By Sagar Shankaran, Founder of CallSphere
A principal engineer's playbook for curating, versioning, and growing a golden dataset for an agent — from production trace mining to annotation queues in LangSmith.
Key takeaways
A golden dataset is the single most leveraged artifact in an agent program. It is not a CSV your intern made. It is a versioned, auditable, evolving collection of inputs paired with reference outputs and graders, mined from real production traces, annotated by humans who know the domain, and refreshed every time the agent fails in a new way. In LangSmith, a golden dataset is a first-class Dataset object with Examples, attached evaluators, and an experiments history that lets you compare prompts, models, and tool changes against the same yardstick. This post is the playbook I use when I bootstrap one from zero, scale it past 1,000 examples, and keep it alive in CI for years.
If you only remember three things: mine production, don't write fiction; version every change; let failures, not vibes, decide what gets added.
Every agent team I have walked into has the same shape of problem at month three: the demo works, the prompt has been tweaked 200 times, and nobody can answer the question, "is this version better than last week's version?" You ship a change, somebody on Slack says it feels worse, you revert, somebody else says the revert feels worse, and the team gives up on iterating.

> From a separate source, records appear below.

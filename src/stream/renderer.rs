//! Observers of published stream values

use std::sync::{Mutex, PoisonError};

use tokio::sync::watch;

use super::Target;

/// Receives every published value, in publication order.
///
/// Called synchronously from the engine; implementations must not block.
pub trait Renderer: Send + Sync {
    fn render(&self, target: Target, value: &str);
}

/// Exposes the latest value of each target through a watch channel.
///
/// Observers that fall behind see only the newest value.
#[derive(Debug)]
pub struct WatchRenderer {
    senders: [watch::Sender<String>; 3],
}

impl Default for WatchRenderer {
    fn default() -> Self {
        Self {
            senders: std::array::from_fn(|_| watch::Sender::new(String::new())),
        }
    }
}

impl WatchRenderer {
    pub fn new() -> Self {
        Self::default()
    }

    /// Subscribe to changes of one target
    pub fn subscribe(&self, target: Target) -> watch::Receiver<String> {
        self.senders[target.index()].subscribe()
    }

    /// Latest published value of a target
    pub fn current(&self, target: Target) -> String {
        self.senders[target.index()].borrow().clone()
    }
}

impl Renderer for WatchRenderer {
    fn render(&self, target: Target, value: &str) {
        self.senders[target.index()].send_replace(value.to_string());
    }
}

/// Keeps every publication; useful for inspecting exactly what was shown
#[derive(Debug, Default)]
pub struct RecordingRenderer {
    log: Mutex<Vec<(Target, String)>>,
}

impl RecordingRenderer {
    /// All values published to `target`, oldest first
    pub fn publications(&self, target: Target) -> Vec<String> {
        self.log
            .lock()
            .unwrap_or_else(PoisonError::into_inner)
            .iter()
            .filter(|(t, _)| *t == target)
            .map(|(_, value)| value.clone())
            .collect()
    }

    /// Most recent value published to `target`
    pub fn last(&self, target: Target) -> Option<String> {
        self.log
            .lock()
            .unwrap_or_else(PoisonError::into_inner)
            .iter()
            .rev()
            .find(|(t, _)| *t == target)
            .map(|(_, value)| value.clone())
    }

    /// Total number of publications across all targets
    pub fn len(&self) -> usize {
        self.log.lock().unwrap_or_else(PoisonError::into_inner).len()
    }

    pub fn is_empty(&self) -> bool {
        self.len() == 0
    }
}

impl Renderer for RecordingRenderer {
    fn render(&self, target: Target, value: &str) {
        self.log
            .lock()
            .unwrap_or_else(PoisonError::into_inner)
            .push((target, value.to_string()));
    }
}
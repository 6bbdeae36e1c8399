//! Writing a session's final buffers to disk

use std::path::{Path, PathBuf};

use anyhow::{Context, Result};

use crate::playback::Player;
use crate::stream::Target;

pub const STYLESHEET_FILE: &str = "style.css";
pub const EDITOR_FILE: &str = "editor.html";
pub const WORK_FILE: &str = "work.html";

/// Write the stylesheet, the highlighted editor markup and the work page into
/// `dir`, creating it if needed. Returns the written paths.
///
/// The work page is HTML only if the whole document was typed; a session
/// stopped halfway leaves the partial Markdown as plain text.
pub fn write_outputs(dir: &Path, player: &Player) -> Result<Vec<PathBuf>> {
    std::fs::create_dir_all(dir)
        .with_context(|| format!("Failed to create output directory {}", dir.display()))?;

    let files = [
        (STYLESHEET_FILE, player.resolved(Target::Stylesheet)),
        (EDITOR_FILE, player.resolved(Target::Editor)),
        (WORK_FILE, player.resolved(Target::Work)),
    ];

    let mut written = Vec::with_capacity(files.len());
    for (name, content) in files {
        let path = dir.join(name);
        std::fs::write(&path, content)
            .with_context(|| format!("Failed to write {}", path.display()))?;
        tracing::info!("Wrote {}", path.display());
        written.push(path);
    }
    Ok(written)
}
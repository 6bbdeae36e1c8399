//! Output streams fed by the playback engine
//!
//! Three independent targets are built up character by character:
//!
//! - [`Target::Stylesheet`]: raw CSS actually applied to the page
//! - [`Target::Editor`]: the same CSS with highlight markup
//! - [`Target::Work`]: the Markdown document (plain while partial, HTML once complete)

mod coordinator;
mod renderer;

pub use coordinator::Coordinator;
pub use renderer::{RecordingRenderer, Renderer, WatchRenderer};

use crate::highlight::LexState;

/// One of the three output streams
#[derive(Debug, Clone, Copy, PartialEq, Eq, Hash)]
pub enum Target {
    Stylesheet,
    Editor,
    Work,
}

impl Target {
    pub const ALL: [Target; 3] = [Target::Stylesheet, Target::Editor, Target::Work];

    /// Position in [`Target::ALL`]
    pub fn index(self) -> usize {
        match self {
            Target::Stylesheet => 0,
            Target::Editor => 1,
            Target::Work => 2,
        }
    }
}

/// Accumulated text for one target
#[derive(Debug, Clone, Default)]
pub struct StreamBuffer {
    /// Buffer contents (highlighted markup for the editor target)
    pub text: String,
    /// Lexical state, only meaningful for the editor target
    pub lex: LexState,
    /// Number of source characters consumed so far
    pub consumed: usize,
}

impl StreamBuffer {
    pub fn clear(&mut self) {
        self.text.clear();
        self.lex = LexState::default();
        self.consumed = 0;
    }
}
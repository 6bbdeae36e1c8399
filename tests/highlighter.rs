//! Highlighter tests over whole stylesheets
//!
//! Feeds complete documents one character at a time and checks the markup
//! that comes out the other end.

mod common;

use common::{highlight_all, CSS, OVERLAY};
use livetype::highlight::{apply, strip_markup, LexState, SpanClass};

fn count_spans(markup: &str, class: SpanClass) -> usize {
    markup
        .matches(&format!("<span class=\"{}\">", class.name()))
        .count()
}

// ========================================================================
// Whole Documents
// ========================================================================

#[test]
fn test_sample_stylesheet_markup() {
    let (markup, state) = highlight_all(CSS);
    assert!(!state.inside_comment);

    assert_eq!(count_spans(&markup, SpanClass::Comment), 1);
    assert_eq!(count_spans(&markup, SpanClass::Selector), 2);
    assert_eq!(count_spans(&markup, SpanClass::Key), 3);
    assert_eq!(count_spans(&markup, SpanClass::Value), 3);
    assert_eq!(count_spans(&markup, SpanClass::Unit), 2);

    assert!(markup.starts_with("<span class=\"comment\">/* page */</span>\n"));
    assert!(markup.contains("<span class=\"selector\">h1,\nh2 </span>{"));
    assert!(markup.contains("2<span class=\"unit\">em</span>"));
    assert!(markup.contains("1.5<span class=\"unit\">rem</span>"));
}

#[test]
fn test_markup_strips_back_to_source() {
    for source in [CSS, OVERLAY] {
        let (markup, _) = highlight_all(source);
        assert_eq!(strip_markup(&markup), source);
    }
}

#[test]
fn test_state_carries_across_documents() {
    // the overlay is typed into the same buffer after the first stylesheet
    let (markup, _) = highlight_all(&format!("{CSS}{OVERLAY}"));
    assert!(markup.ends_with(
        "<span class=\"selector\">p </span>{<span class=\"key\">\n  color</span>:<span class=\"value\"> red</span>;\n}\n"
    ));
}

// ========================================================================
// Comments
// ========================================================================

#[test]
fn test_declarations_inside_comment_are_not_marked() {
    let (markup, _) = highlight_all("/*\n  a { color: 1px; }\n*/\nb {");
    assert_eq!(count_spans(&markup, SpanClass::Key), 0);
    assert_eq!(count_spans(&markup, SpanClass::Unit), 0);
    assert_eq!(count_spans(&markup, SpanClass::Comment), 1);
    assert!(markup.ends_with("\n<span class=\"selector\">b </span>{"));
}

#[test]
fn test_unterminated_comment_stays_open() {
    let (markup, state) = highlight_all("/* still typing; {");
    assert!(state.inside_comment);
    assert_eq!(markup, "/* still typing; {");
}

#[test]
fn test_lone_slash_enters_comment_mode() {
    let (_, state) = apply("a", LexState::default(), '/');
    assert!(state.inside_comment);

    let (markup, state) = apply("a/", state, ';');
    assert_eq!(markup, "a/;");
    assert!(state.inside_comment);
}

// ========================================================================
// Declarations
// ========================================================================

#[test]
fn test_units_are_wrapped_once_per_number() {
    let (markup, _) = highlight_all("margin: 0 10px 2em 5;");
    assert_eq!(count_spans(&markup, SpanClass::Unit), 2);
    assert!(markup.contains(" 0 10<span class=\"unit\">px</span>"));
    assert!(markup.contains(" 5</span>;"));
}

#[test]
fn test_value_spans_back_to_last_colon() {
    let (markup, _) = highlight_all("a:hover { color: red;");
    assert!(markup.ends_with(
        "a:hover </span>{<span class=\"key\"> color</span>:<span class=\"value\"> red</span>;"
    ));
}
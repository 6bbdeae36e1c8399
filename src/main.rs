use std::sync::Arc;

use anyhow::{anyhow, Result};
use clap::Parser;
use tokio::io::{AsyncBufReadExt, BufReader};

use livetype::cli::{CliArgs, StartupMode};
use livetype::terminal::{Command, Mirror};
use livetype::{export, Player, Sources, WatchRenderer};

#[tokio::main]
async fn main() -> Result<()> {
    livetype::tracing::init();

    let args = CliArgs::parse();
    let startup = args.into_config().map_err(|e| anyhow!(e))?;
    tracing::debug!(?startup, "Starting");

    let sources = Sources::from_paths(
        startup.css.as_deref(),
        startup.markdown.as_deref(),
        startup.overlay.as_deref(),
    )?;

    let renderer = Arc::new(WatchRenderer::new());
    let mirror = Mirror::new(&renderer, sources.markdown.as_str());
    let player = Player::new(sources, &startup.playback, renderer.clone());
    let mirror = tokio::spawn(mirror.run(tokio::io::stdout()));

    match startup.mode {
        StartupMode::Play => {
            player.start();
        }
        StartupMode::ShowFinished => {
            player.skip();
            eprintln!("\n[p] play/pause  [s] skip  [r] restart  [q] quit");
        }
        StartupMode::RenderOnly => player.skip(),
    }

    if startup.mode != StartupMode::RenderOnly {
        run_controls(&player).await;
    }

    if let Some(dir) = &startup.out_dir {
        let written = export::write_outputs(dir, &player)?;
        eprintln!("Wrote {} files to {}", written.len(), dir.display());
    }

    if player.is_running() {
        // quit mid-playback: nothing left worth printing
        mirror.abort();
    } else {
        // dropping the last renderer handles closes the channels once the
        // mirror has printed what was published
        drop(player);
        drop(renderer);
        if let Ok(Err(e)) = mirror.await {
            tracing::warn!("Failed to write to stdout: {}", e);
        }
    }
    println!();

    Ok(())
}

/// Forward stdin commands to the player until playback finishes, `q` is
/// typed, or stdin closes.
async fn run_controls(player: &Player) {
    let mut lines = BufReader::new(tokio::io::stdin()).lines();

    loop {
        let running = player.is_running();
        tokio::select! {
            _ = player.wait_idle(), if running => {
                tracing::info!("Playback complete");
                break;
            }
            line = lines.next_line() => match line {
                Ok(Some(line)) => match Command::parse(&line) {
                    Some(Command::Quit) => break,
                    Some(command) => command.apply(player),
                    None => eprintln!("Unknown command {:?} (p, s, r, q)", line.trim()),
                },
                Ok(None) => {
                    if player.is_running() {
                        player.wait_idle().await;
                    }
                    break;
                }
                Err(e) => {
                    tracing::warn!("Failed to read stdin: {}", e);
                    player.wait_idle().await;
                    break;
                }
            }
        }
    }
}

The reason is always the same. There is no fixed reference. Without a golden dataset, every prompt change is judged on whichever 6 calls the on-call engineer happened to look at this morning. That is not evaluation — that is augury.
A golden dataset fixes this. It is the regression test suite for an agent. When you have one:
The teams that ship voice and chat agents at scale — the ones we work with at CallSphere across healthcare, real estate, sales, and IT helpdesk verticals — all have one. The teams that get stuck in pilot don't.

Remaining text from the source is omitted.